Spruce system availability issues
Incident Report for Spruce Health
Postmortem

Incident time: 7:32am PT - ~2pm PT

Summary: Amazon Web Services (AWS) us-east-1 region experienced API related issues that made it so that their console wouldn't load and services were impacted due to impaired network connectivity.

This resulted in the following customer facing issues:

  • Inbound calls may have failed to route to appropriate agents
  • Inbound SMS, voicemails and call events may have failed to deliver to the inbox. We will be retroactively delivering these to the appropriate inbox.
  • Notifications were significantly delayed, which resulted in patients missing incoming video calls
  • Due to the delayed notifications, many providers could not connect with patients over video calls
  • Autoresponders failed to trigger during the incident
  • Workflows that customers have in place likely did not trigger accurately during this time
Posted Dec 08, 2021 - 11:01 PST

Resolved
Notifications are no longer delayed, and the system is operational again. We'll be doing some more investigations internally to see how we can gain more insight and hopefully reduce the likelihood of delayed notifications in the future.
Posted Dec 07, 2021 - 14:28 PST
Update
Notifications continue to get delivered in a delayed fashion, and sometimes in quick succession if there are a series of notifications pertaining to a particular user. When the user clicks on a notification, they may not find a new message because the notification may be for a message that they have already read. Patients may also be getting delayed notifications indicating an incoming call from a provider.
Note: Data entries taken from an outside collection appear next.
// Application state management
// Contains the post store and the id counter

use crate::state::sort::{SortDirection, SortField};
use serde::{Deserialize, Serialize};
use std::sync::Arc;
use tokio::sync::RwLock;

/// Unique identifier for a post
pub type PostId = u64;

/// Handle to the store shared by all request handlers
pub type SharedState = Arc<RwLock<AppState>>;

/// Blog post
#[derive(Debug, Clone, Serialize, Deserialize, PartialEq, Eq)]
pub struct Post {
    /// Unique identifier, never changes after creation
    pub id: PostId,
    /// Post title
    pub title: String,
    /// Post body text
    pub content: String,
}

/// Partial update of a post
/// Fields left as `None` keep their current value
#[derive(Debug, Clone, Default, PartialEq, Eq)]
pub struct PostUpdate {
    /// Replacement title
    pub title: Option<String>,
    /// Replacement content
    pub content: Option<String>,
}

/// Main application state
/// Holds the posts in insertion order and the next id to assign
#[derive(Debug, Clone)]
pub struct AppState {
    /// All posts, in insertion order
    posts: Vec<Post>,
    /// Id for the next created post; greater than every id assigned so far
    next_id: PostId,
}

impl Default for AppState {
    fn default() -> Self {
        Self::new()
    }
}

impl AppState {
    /// Create the store with the two seed posts
    pub fn new() -> Self {
        let mut state = Self::empty();
        state.create_post("First post".to_string(), "This is the first post.".to_string());
        state.create_post(
            "Second post".to_string(),
            "This is the second post.".to_string(),
        );
        state
    }

    /// Create a store with no posts
    pub fn empty() -> Self {
        Self {
            posts: Vec::new(),
            next_id: 1,
        }
    }

    /// Wrap this state in the shared handle used by the router
    pub fn into_shared(self) -> SharedState {
        Arc::new(RwLock::new(self))
    }

    /// Get all posts in insertion order
    pub fn posts(&self) -> &[Post] {
        &self.posts
    }

    /// Id the next created post will receive
    pub fn next_id(&self) -> PostId {
        self.next_id
    }

    /// Get a post by ID
    pub fn get_post(&self, id: PostId) -> Option<&Post> {
        self.posts.iter().find(|post| post.id == id)
    }

    /// Get all posts ordered by a field, compared case-insensitively
    ///
    /// The sort is stable in both directions: posts with equal keys keep
    /// their insertion order.
    pub fn posts_sorted(&self, field: SortField, direction: SortDirection) -> Vec<&Post> {
        let mut keyed: Vec<(String, &Post)> = self
            .posts
            .iter()
            .map(|post| (field.value_of(post).to_lowercase(), post))
            .collect();

        match direction {
            SortDirection::Asc => keyed.sort_by(|a, b| a.0.cmp(&b.0)),
            SortDirection::Desc => keyed.sort_by(|a, b| b.0.cmp(&a.0)),
        }

        keyed.into_iter().map(|(_, post)| post).collect()
    }

    /// Append a new post and assign it the next id
    /// Returns the created post
    pub fn create_post(&mut self, title: String, content: String) -> &Post {
        let post = Post {
            id: self.next_id,
            title,
            content,
        };
        self.next_id += 1;
        self.posts.push(post);
        &self.posts[self.posts.len() - 1]
    }

    /// Remove a post from the store
    /// Returns the removed post if it existed
    pub fn remove_post(&mut self, id: PostId) -> Option<Post> {
        let index = self.posts.iter().position(|post| post.id == id)?;
        Some(self.posts.remove(index))
    }

    /// Apply a partial update to a post in place
    /// Returns the updated post if it was found
    pub fn update_post(&mut self, id: PostId, update: PostUpdate) -> Option<&Post> {
        let post = self.posts.iter_mut().find(|post| post.id == id)?;

        if let Some(title) = update.title {
            post.title = title;
        }

        if let Some(content) = update.content {
            post.content = content;
        }

        Some(post)
    }

    /// Find posts whose title or content contains the given text, ignoring case
    ///
    /// An empty or absent query never matches, so searching with neither
    /// query returns nothing.
    pub fn search_posts(&self, title: Option<&str>, content: Option<&str>) -> Vec<&Post> {
        let title = title.filter(|q| !q.is_empty()).map(str::to_lowercase);
        let content = content.filter(|q| !q.is_empty()).map(str::to_lowercase);

        self.posts
            .iter()
            .filter(|post| {
                let matches_title = title
                    .as_deref()
                    .is_some_and(|q| post.title.to_lowercase().contains(q));
                let matches_content = content
                    .as_deref()
                    .is_some_and(|q| post.content.to_lowercase().contains(q));
                matches_title || matches_content
            })
            .collect()
    }

    /// Get the number of posts in the store
    pub fn post_count(&self) -> usize {
        self.posts.len()
    }
}

#[cfg(test)]
mod tests {
    use super::*;

    fn ids(posts: &[&Post]) -> Vec<PostId> {
        posts.iter().map(|post| post.id).collect()
    }

    fn state_with(posts: &[(&str, &str)]) -> AppState {
        let mut state = AppState::empty();
        for (title, content) in posts {
            state.create_post(title.to_string(), content.to_string());
        }
        state
    }

    #[test]
    fn test_app_state_seeded() {
        let state = AppState::new();
        assert_eq!(state.post_count(), 2);
        assert_eq!(state.next_id(), 3);
        assert_eq!(state.posts()[0].id, 1);
        assert_eq!(state.posts()[0].title, "First post");
        assert_eq!(state.posts()[0].content, "This is the first post.");
        assert_eq!(state.posts()[1].id, 2);
        assert_eq!(state.posts()[1].title, "Second post");
    }

    #[test]
    fn test_create_post_assigns_next_id() {
        let mut state = AppState::new();
        let post = state.create_post("A".to_string(), "B".to_string()).clone();
        assert_eq!(post.id, 3);
        assert_eq!(state.next_id(), 4);
        assert_eq!(state.posts().last(), Some(&post));

        let post = state.create_post("C".to_string(), "D".to_string());
        assert_eq!(post.id, 4);
    }

    #[test]
    fn test_ids_not_reused_after_delete() {
        let mut state = AppState::new();
        let id = state.create_post("A".to_string(), "B".to_string()).id;
        assert!(state.remove_post(id).is_some());
        assert_eq!(state.next_id(), id + 1);

        let post = state.create_post("C".to_string(), "D".to_string());
        assert_eq!(post.id, id + 1);
    }

    #[test]
    fn test_remove_post() {
        let mut state = AppState::new();
        let removed = state.remove_post(1);
        assert_eq!(removed.map(|post| post.id), Some(1));
        assert_eq!(state.post_count(), 1);
        assert!(state.get_post(1).is_none());
        // Remaining posts are not renumbered
        assert_eq!(state.posts()[0].id, 2);
    }

    #[test]
    fn test_remove_post_not_found() {
        let mut state = AppState::new();
        assert!(state.remove_post(99).is_none());
        assert_eq!(state.post_count(), 2);
        assert_eq!(state.next_id(), 3);
    }

    #[test]
    fn test_update_post_partial() {
        let mut state = AppState::new();
        let post = state
            .update_post(
                1,
                PostUpdate {
                    title: Some("Updated".to_string()),
                    content: None,
                },
            )
            .cloned();
        let post = post.unwrap();
        assert_eq!(post.id, 1);
        assert_eq!(post.title, "Updated");
        assert_eq!(post.content, "This is the first post.");
    }

    #[test]
    fn test_update_post_empty_is_noop() {
        let mut state = AppState::new();
        let before = state.get_post(2).cloned().unwrap();
        let after = state.update_post(2, PostUpdate::default()).cloned();
        assert_eq!(after, Some(before));
    }

    #[test]
    fn test_update_post_keeps_position() {
        let mut state = AppState::new();
        state.update_post(
            1,
            PostUpdate {
                title: Some("Z".to_string()),
                content: Some("z".to_string()),
            },
        );
        assert_eq!(state.posts()[0].id, 1);
        assert_eq!(state.posts()[0].content, "z");
    }

    #[test]
    fn test_update_post_not_found() {
        let mut state = AppState::new();
        assert!(state.update_post(42, PostUpdate::default()).is_none());
    }

    #[test]
    fn test_posts_sorted_title_desc() {
        let state = AppState::new();
        let sorted = state.posts_sorted(SortField::Title, SortDirection::Desc);
        assert_eq!(ids(&sorted), vec![2, 1]);
    }

    #[test]
    fn test_posts_sorted_case_insensitive() {
        let state = state_with(&[("banana", "x"), ("Apple", "y"), ("cherry", "z")]);
        let sorted = state.posts_sorted(SortField::Title, SortDirection::Asc);
        assert_eq!(ids(&sorted), vec![2, 1, 3]);

        let sorted = state.posts_sorted(SortField::Content, SortDirection::Desc);
        assert_eq!(ids(&sorted), vec![3, 2, 1]);
    }

    #[test]
    fn test_posts_sorted_stable_for_ties() {
        let state = state_with(&[("same", "1"), ("other", "2"), ("SAME", "3"), ("Same", "4")]);

        let asc = state.posts_sorted(SortField::Title, SortDirection::Asc);
        assert_eq!(ids(&asc), vec![2, 1, 3, 4]);

        let desc = state.posts_sorted(SortField::Title, SortDirection::Desc);
        assert_eq!(ids(&desc), vec![1, 3, 4, 2]);
    }

    #[test]
    fn test_posts_sorted_returns_every_post() {
        let state = state_with(&[("b", "c"), ("a", "a"), ("c", "b")]);
        for field in [SortField::Title, SortField::Content] {
            for direction in [SortDirection::Asc, SortDirection::Desc] {
                let mut sorted = ids(&state.posts_sorted(field, direction));
                sorted.sort_unstable();
                assert_eq!(sorted, vec![1, 2, 3]);
            }
        }
        // Sorting does not reorder the store itself
        assert_eq!(state.posts()[0].title, "b");
    }

    #[test]
    fn test_search_posts() {
        let state = AppState::new();
        assert_eq!(ids(&state.search_posts(Some("FIRST"), None)), vec![1]);
        assert_eq!(ids(&state.search_posts(None, Some("second post"))), vec![2]);
        assert_eq!(ids(&state.search_posts(Some("post"), None)), vec![1, 2]);
        assert!(state.search_posts(Some("missing"), None).is_empty());
    }

    #[test]
    fn test_search_posts_either_field_matches() {
        let state = state_with(&[("Rust", "systems"), ("Python", "scripting")]);
        let found = state.search_posts(Some("python"), Some("systems"));
        assert_eq!(ids(&found), vec![1, 2]);
    }

    #[test]
    fn test_search_posts_empty_queries_match_nothing() {
        let state = AppState::new();
        assert!(state.search_posts(None, None).is_empty());
        assert!(state.search_posts(Some(""), Some("")).is_empty());
        // An empty query does not disable the other one
        assert_eq!(ids(&state.search_posts(Some(""), Some("first"))), vec![1]);
    }
}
The reason for these delayed notifications appears to be AWS delaying the delivery of notifications to Apple and Google servers to deliver them to the end user on iPhone or Android. While some of this is out of our control in the last mile message delivery, we're doing all we can to monitor the situation, provide updates and identify ways in which we can improve the system for the long term.
Posted Dec 07, 2021 - 13:21 PST
Update
Still monitoring. Only known system wide impact at this time is delayed notifications.

Note that the delayed notifications may impact the incoming video call notification for patients, thereby making it so that patients are unaware of a video call from their provider. If you're looking to engage in video calling with your patients, we suggest that the patient has the Spruce app open while waiting for your video call.
Posted Dec 07, 2021 - 11:07 PST
Monitoring
Quick update on overall health of system thus far:
- App notifications are delayed.
- Spruce inbox functional for most, may be slow to load from time to time.
- Sending and receiving of secure messages should be functional. This includes internal notes, secure messages between patients and providers, and team conversations.
- Inbound calls are functional, though there continue to be intermittent failures.
- Inbound SMS is functional, though there continue to be intermittent failures.
- Outbound Call and SMS should be functional
- Fax remains functional
- Video calling remains functional, though there may be intermittent failures since Twilio is reporting failures.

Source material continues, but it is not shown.